Well, I will say that in general I consider having served this congregation for ten years has been an enormous blessing. There are days when I'm just thankful they let me come back and preach the next Sunday, but then other days when I almost feel like this should be my last Sunday. I'm learning that many, if not most, pastors have that yo-yo feeling. However, my "vision" for what would happen in ten years hasn't quite worked the way I thought it would.
I'm not really sure what I was thinking, what I was hoping for. I think I believed that after ten years in one place, everything would be a bed of roses, everyone would always love me, the church would become exactly what I thought it should be, etc. I realize now that there was a lot of "me" in those expectations: people would love me, what I think the church should be. I'm learning the lesson I've been trying to teach our church for ten years now: It's not about me, it's about God. It's His church, and it's His plans and purposes that reign.

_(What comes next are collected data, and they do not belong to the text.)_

//! Common domain types shared across Shopify Admin API.

use rust_decimal::Decimal;
use serde::{Deserialize, Serialize};

// =============================================================================
// Money Types
// =============================================================================

/// Monetary amount with currency code.
#[derive(Debug, Clone, PartialEq, Eq, Serialize, Deserialize)]
#[serde(rename_all = "camelCase")]
pub struct Money {
    /// Decimal amount; GraphQL sends it as a string.
    pub amount: Decimal,
    /// ISO 4217 currency code.
    pub currency_code: String,
}

impl Money {
    #[must_use]
    pub fn new(amount: Decimal, currency_code: impl Into<String>) -> Self {
        Self {
            amount,
            currency_code: currency_code.into(),
        }
    }
}

/// `MoneyBag`: the same amount in shop and presentment currency.
///
/// Only the shop amount is read.
#[derive(Debug, Clone, PartialEq, Eq, Deserialize)]
#[serde(rename_all = "camelCase")]
pub struct MoneyBag {
    pub shop_money: Money,
}
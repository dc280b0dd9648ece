//! Draft order domain types.

use orderline_core::{DraftOrderGid, OrderGid};
use serde::Serialize;

/// A draft order and, once completed, the order it became.
#[derive(Debug, Clone, PartialEq, Eq, Serialize)]
pub struct DraftOrderRef {
    /// Draft order ID.
    pub id: DraftOrderGid,
    /// Draft name (e.g., "#D12").
    pub name: String,
    /// Draft status (OPEN, INVOICE_SENT, COMPLETED).
    pub status: Option<String>,
    /// The order created on completion.
    pub order: Option<OrderRef>,
}

/// Minimal reference to an order.
#[derive(Debug, Clone, PartialEq, Eq, Serialize)]
pub struct OrderRef {
    /// Order ID.
    pub id: OrderGid,
    /// Order name (e.g., "#1001").
    pub name: String,
}
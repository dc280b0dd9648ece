//! Location listing for the Admin API.

use serde::Deserialize;
use tracing::instrument;

use super::{AdminClient, AdminShopifyError};
use crate::shopify::types::Location;

#[derive(Debug, Deserialize)]
struct LocationsResponse {
    locations: Vec<Location>,
}

impl AdminClient {
    /// List the shop's locations with `GET /locations.json`.
    ///
    /// # Errors
    ///
    /// Returns an error if the API request fails.
    #[instrument(skip(self))]
    pub async fn list_locations(&self) -> Result<Vec<Location>, AdminShopifyError> {
        let response: LocationsResponse = self.rest_get("/locations.json").await?;
        Ok(response.locations)
    }
}
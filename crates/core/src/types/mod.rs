//! Core types for Orderline.
//!
//! This module provides the order description, type-safe Shopify IDs, money
//! helpers and the confirmation record returned after creation.

pub mod confirmation;
pub mod email;
pub mod id;
pub mod money;
pub mod order;

pub use confirmation::*;
pub use email::{Email, EmailError};
pub use id::*;
pub use money::{
    CurrencyCode, extended_amount, format_money, format_percent, parse_decimal, percent_of,
    round_money, saturating_sum,
};
pub use order::*;
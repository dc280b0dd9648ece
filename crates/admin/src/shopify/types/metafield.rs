//! Metafield domain types.

use serde::{Deserialize, Serialize};

/// Key of the order metafield that carries the shipping note.
pub const SHIPPING_NOTE_KEY: &str = "shipping_note";

/// Metafield type used for the shipping note.
pub const SHIPPING_NOTE_TYPE: &str = "multi_line_text_field";

/// Input for setting one metafield on an owner.
#[derive(Debug, Clone, PartialEq, Eq, Serialize)]
#[serde(rename_all = "camelCase")]
pub struct MetafieldInput {
    /// Metafield namespace.
    pub namespace: String,
    /// Metafield key.
    pub key: String,
    /// Metafield type (e.g., `multi_line_text_field`).
    #[serde(rename = "type")]
    pub value_type: String,
    /// Value as a string.
    pub value: String,
}

impl MetafieldInput {
    /// Shipping note metafield in `namespace`.
    #[must_use]
    pub fn shipping_note(namespace: &str, note: &str) -> Self {
        Self {
            namespace: namespace.to_string(),
            key: SHIPPING_NOTE_KEY.to_string(),
            value_type: SHIPPING_NOTE_TYPE.to_string(),
            value: note.to_string(),
        }
    }
}

/// A metafield read back from the shop.
#[derive(Debug, Clone, PartialEq, Eq, Serialize, Deserialize)]
pub struct Metafield {
    /// Metafield GID.
    pub id: String,
    /// Current value.
    pub value: String,
}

Proverbs 16:9 says that "The heart of man plans his way, but the LORD establishes his steps." I'm beginning to realize that this means my plans aren't always going to work the way I want them, but that's ok. It's so much better to let the Lord's plans take center stage. It may not work the way I want, or look like I want, or have the "success" I want. But if God is working, His plans are moving forward, then I am enormously grateful and exceedingly blessed.
I wish our church had grown more in ten years. I wish we had seen our baptistry filled more often. I wish we had become a more passionate church, with a greater desire for worship. I wish there had been more spiritual growth and maturity in our membership. I wish we had raised up more pastors and missionaries in our midst. I wish we had become more missions minded. I wish we had more fully captured a family-centered mindset. I wish...

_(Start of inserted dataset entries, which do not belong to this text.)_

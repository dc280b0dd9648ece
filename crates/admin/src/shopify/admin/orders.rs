//! Order creation, lookup and transaction operations for the Admin API.

use orderline_core::Payment;
use orderline_core::payload::{OrderCreateOrderInput, RestOrderRequest, RestOrderTaxUpdate};
use serde::Deserialize;
use tracing::instrument;

use super::{
    AdminClient, AdminShopifyError,
    conversions::{RestOrderResponse, convert_order, convert_rest_order},
    queries::{GetOrder, OrderCreate, order_create::OrderCreateOptionsInput},
};
use crate::shopify::{
    check_user_errors,
    types::{OrderSummary, Transaction, TransactionRequest},
};

#[derive(Debug, Deserialize)]
struct TransactionResponse {
    transaction: Transaction,
}

impl AdminClient {
    // =========================================================================
    // GraphQL
    // =========================================================================

    /// Create an order directly with `orderCreate`.
    ///
    /// Receipts are not sent and inventory is decremented obeying policy.
    ///
    /// # Errors
    ///
    /// Returns an error if the API request fails or returns user errors.
    #[instrument(skip(self, order), fields(line_items = order.line_items.len()))]
    pub async fn create_order(
        &self,
        order: &OrderCreateOrderInput,
    ) -> Result<OrderSummary, AdminShopifyError> {
        let variables = super::queries::order_create::Variables {
            order: order.clone(),
            options: Some(OrderCreateOptionsInput::default()),
        };

        let response = self.execute::<OrderCreate>(variables).await?;

        if let Some(payload) = response.order_create {
            check_user_errors(&payload.user_errors)?;
            if let Some(order) = payload.order {
                return Ok(convert_order(order));
            }
        }

        Err(AdminShopifyError::missing_payload("Order create failed"))
    }

    /// Get an order's totals, tax lines, discounts and line items.
    ///
    /// # Arguments
    ///
    /// * `order_id` - Shopify order ID (e.g., `gid://shopify/Order/123`)
    ///
    /// # Errors
    ///
    /// Returns `AdminShopifyError::NotFound` if the order does not exist.
    #[instrument(skip(self), fields(order_id = %order_id))]
    pub async fn get_order_summary(
        &self,
        order_id: &str,
    ) -> Result<OrderSummary, AdminShopifyError> {
        let variables = super::queries::get_order::Variables {
            id: order_id.to_string(),
        };

        let response = self.execute::<GetOrder>(variables).await?;

        response
            .order
            .map(convert_order)
            .ok_or_else(|| AdminShopifyError::NotFound(format!("Order {order_id}")))
    }

    // =========================================================================
    // REST
    // =========================================================================

    /// Create an order with `POST /orders.json`.
    ///
    /// This is the only creation call that takes custom tax lines without a
    /// discount object.
    ///
    /// # Errors
    ///
    /// Returns `AdminShopifyError::Status` with the response body on a
    /// non-success status (e.g., 422 validation errors).
    #[instrument(skip(self, request), fields(line_items = request.order.line_items.len()))]
    pub async fn create_rest_order(
        &self,
        request: &RestOrderRequest,
    ) -> Result<OrderSummary, AdminShopifyError> {
        let response: RestOrderResponse = self.rest_post("/orders.json", request).await?;
        Ok(convert_rest_order(response.order))
    }

    /// Replace an order's tax lines with `PUT /orders/{id}.json`.
    ///
    /// # Errors
    ///
    /// Returns an error if the request fails or Shopify rejects the update.
    #[instrument(skip(self, update), fields(order_id = update.order.id))]
    pub async fn update_order_taxes(
        &self,
        update: &RestOrderTaxUpdate,
    ) -> Result<OrderSummary, AdminShopifyError> {
        let path = format!("/orders/{}.json", update.order.id);
        let response: RestOrderResponse = self.rest_put(&path, update).await?;
        Ok(convert_rest_order(response.order))
    }

    /// Get an order with `GET /orders/{id}.json`, including numeric line item IDs.
    ///
    /// # Errors
    ///
    /// Returns `AdminShopifyError::NotFound` if the order does not exist.
    #[instrument(skip(self))]
    pub async fn get_rest_order(&self, order_id: u64) -> Result<OrderSummary, AdminShopifyError> {
        let path = format!("/orders/{order_id}.json");
        let response: RestOrderResponse = self.rest_get(&path).await?;
        Ok(convert_rest_order(response.order))
    }

    /// Record a manual sale against an order.
    ///
    /// # Errors
    ///
    /// Returns an error if the request fails or Shopify rejects the transaction.
    #[instrument(skip(self, payment), fields(amount = %payment.amount))]
    pub async fn record_transaction(
        &self,
        order_id: u64,
        payment: &Payment,
    ) -> Result<Transaction, AdminShopifyError> {
        let path = format!("/orders/{order_id}/transactions.json");
        let response: TransactionResponse = self
            .rest_post(&path, &TransactionRequest::sale(payment))
            .await?;
        Ok(response.transaction)
    }
}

Then I realize. God probably wishes the pastor had grown more, had become more committed to His Word, had spent more time in prayer, had developed a greater heart for His people. And the church probably wishes their pastor had loved them more, prayed for and with them more, been more involved in their needs, listened more to their hearts. So I guess we all have room for improvement, right?
But again, the Lord establishes our steps. Regardless of how I think things ought to be, I know that when God brought me here ten years ago, it was His plan for me to be right here today. I don't think we should ever be satisfied as a church, ever feel like we've done enough, grown enough, or "arrived." But we should take great comfort in knowing that God is at work, He is in the process of molding and shaping us into the people He wants us to be, and we need simply to be faithful in continuing to seek Him, to seek His will, to seek His glory in all things. And in that we'll find our blessings. In that, I'll find my blessings.
I honestly pray that ten years from now, I'll be looking back at 20 years at Faith. I know that if I do, I will look back and think "I wish we had done more..., been more..., grown more..." And the church will probably look back and think "we wish the pastor had done more..., been more..., grown more..." But I hope I also look back and realize what a great blessing it is to serve the Lord for ten minutes, let alone ten years, or twenty years. I hope I realize that the "blessings" I'm looking for in ministry are staring me right in the face each and every day. And I pray that I, and that we, will still be seeking Him, His will, and His glory in all things. And as He orders our steps, we will be content to walk with Him wherever He leads.